Diagn Microbiol Infect Dis. 2014 Apr;78(4):449-56
Authors: Flamm RK, Farrell DJ, Sader HS, Jones RN
Ceftaroline-avibactam and comparator agents were tested against clinical isolates collected at 174 medical centers from patients with acute bacterial skin and skin structure infection (ABSSSI) in the United States (USA) during 2010-2012. Isolates were processed at the medical centers and forwarded to a central laboratory for confirmatory identification and susceptibility testing using reference methods. Ceftaroline-avibactam was highly active against methicillin-susceptible (MIC50/90, 0.25/0.25 μg/mL) and methicillin-resistant Staphylococcus aureus (MRSA; MIC50/90, 0.5/1 μg/mL). Vancomycin, tigecycline, daptomycin, and linezolid were also active (>99.9% susceptible) against MRSA (51.4% of S. aureus), but activity against MRSA was decreased for erythromycin, levofloxacin, and clindamycin (10.8, 40.3, and 81.9% susceptible, respectively). β-Hemolytic streptococci were highly susceptible to β-lactam antimicrobials, including ceftaroline-avibactam (MIC50/90, ≤0.03/≤0.03 μg/mL). Ceftaroline-avibactam was very active against Escherichia coli and Klebsiella pneumoniae (MIC50/90, 0.03/0.06 and 0.06/0.25 μg/mL, respectively) including extended-spectrum β-lactamase (ESBL) screen-positive phenotypes (MIC50/90, 0.06/0.12 and 0.12/1 μg/mL, respectively). Susceptibility of ESBL screen-positive E. coli and K. pneumoniae was 100.0/97.9% for tigecycline and 99.2/56.1% for meropenem, respectively. Susceptibility to other agents for ESBL screen-positive E. coli and K. pneumoniae was decreased.
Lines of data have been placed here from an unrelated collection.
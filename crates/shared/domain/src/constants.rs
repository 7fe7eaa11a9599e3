//! Domain-level constants.
//!
//! These constants define business rules and validation requirements.

// =============================================================================
// Validation
// =============================================================================

/// Maximum user name length, in characters
pub const MAX_NAME_LENGTH: usize = 100;

/// Maximum address length, in characters
pub const MAX_ADDRESS_LENGTH: usize = 250;

/// Maximum description length, in characters
pub const MAX_DESCRIPTION_LENGTH: usize = 1000;

/// Accepted shape for a date of birth
pub const DATE_OF_BIRTH_FORMAT: &str = "%Y-%m-%d";

// =============================================================================
// Pagination
// =============================================================================

/// Maximum number of keys discovered per list page.
///
/// Matches the number of keys a single batch get can hydrate.
pub const MAX_PAGE_SIZE: u32 = 100;

/// Page size used when a caller does not ask for one
pub const DEFAULT_PAGE_SIZE: u32 = 20;
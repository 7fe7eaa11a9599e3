//! Repository layer for data access.

mod cursor;
mod user_repository;

pub use cursor::{decode_cursor, encode_cursor};
pub use user_repository::{DocumentUserRepository, UserRepository, ID_ATTRIBUTE, NAME_ATTRIBUTE};

#[cfg(any(test, feature = "test-utils"))]
pub use user_repository::MockUserRepository;
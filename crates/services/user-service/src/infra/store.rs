//! Document store contract used by the repository.
//!
//! The store is an opaque key-value engine with point reads and writes,
//! equality queries on secondary indexes, full scans and batch reads. Items
//! and keys are JSON documents; continuation keys are store-defined documents
//! that callers pass back verbatim.

use std::collections::HashMap;

use async_trait::async_trait;
use serde_json::{Map, Value};

use common::AppResult;

#[cfg(any(test, feature = "test-utils"))]
use mockall::automock;

/// A stored item, a key, or a continuation key.
pub type Document = Map<String, Value>;

/// Point read of one item.
#[derive(Debug, Clone, PartialEq)]
pub struct GetItem {
    pub table: String,
    pub key: Document,
}

/// Unconditional write that replaces any item with the same key.
#[derive(Debug, Clone, PartialEq)]
pub struct PutItem {
    pub table: String,
    pub item: Document,
}

/// Delete by key, returning the attributes the item had.
#[derive(Debug, Clone, PartialEq)]
pub struct DeleteItem {
    pub table: String,
    pub key: Document,
}

/// Equality lookup on a secondary index.
#[derive(Debug, Clone, PartialEq)]
pub struct QueryRequest {
    pub table: String,
    pub index: String,
    /// Index partition attribute
    pub field: String,
    pub value: String,
    pub limit: u32,
    /// Resume after this key
    pub start_key: Option<Document>,
}

/// Unfiltered read of a whole table.
#[derive(Debug, Clone, PartialEq)]
pub struct ScanRequest {
    pub table: String,
    pub limit: u32,
    /// Resume after this key
    pub start_key: Option<Document>,
}

/// Read of many items by key from one table.
#[derive(Debug, Clone, PartialEq)]
pub struct BatchGet {
    pub table: String,
    pub keys: Vec<Document>,
}

/// One page of a query or scan.
#[derive(Debug, Clone, Default, PartialEq)]
pub struct ItemPage {
    /// Items in store order; index queries may return partial projections
    pub items: Vec<Document>,
    /// Set when more items exist beyond this page
    pub last_key: Option<Document>,
}

/// Batch read result, grouped by table name.
///
/// Item order within a table is not guaranteed to follow the request.
#[derive(Debug, Clone, Default, PartialEq)]
pub struct BatchGetOutput {
    pub responses: Option<HashMap<String, Vec<Document>>>,
}

/// Store client trait for dependency injection.
///
/// Implementations must be safe to share between concurrent requests.
#[cfg_attr(any(test, feature = "test-utils"), automock)]
#[async_trait]
pub trait StoreClient: Send + Sync {
    /// Fetch one item by key
    async fn get_item(&self, request: GetItem) -> AppResult<Option<Document>>;

    /// Write an item, overwriting any existing one
    async fn put_item(&self, request: PutItem) -> AppResult<()>;

    /// Delete an item, returning its previous attributes if it existed
    async fn delete_item(&self, request: DeleteItem) -> AppResult<Option<Document>>;

    /// Query a secondary index by equality on its partition attribute
    async fn query(&self, request: QueryRequest) -> AppResult<ItemPage>;

    /// Scan a table
    async fn scan(&self, request: ScanRequest) -> AppResult<ItemPage>;

    /// Fetch many items by key
    async fn batch_get(&self, request: BatchGet) -> AppResult<BatchGetOutput>;
}

/// Build a single-attribute key document.
pub fn key_of(attribute: &str, value: impl Into<Value>) -> Document {
    let mut key = Document::new();
    key.insert(attribute.to_string(), value.into());
    key
}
Ceftaroline-avibactam exhibited a broad-spectrum of in vitro activity against isolates from patients in the USA with ABSSSI including MRSA, β-hemolytic streptococci, E. coli, and K. pneumoniae as well as ESBL screen-positive phenotype isolates and merits further study in clinical indications where these resistant organisms may be a concern.
PMID: 24529941 [PubMed - indexed for MEDLINE]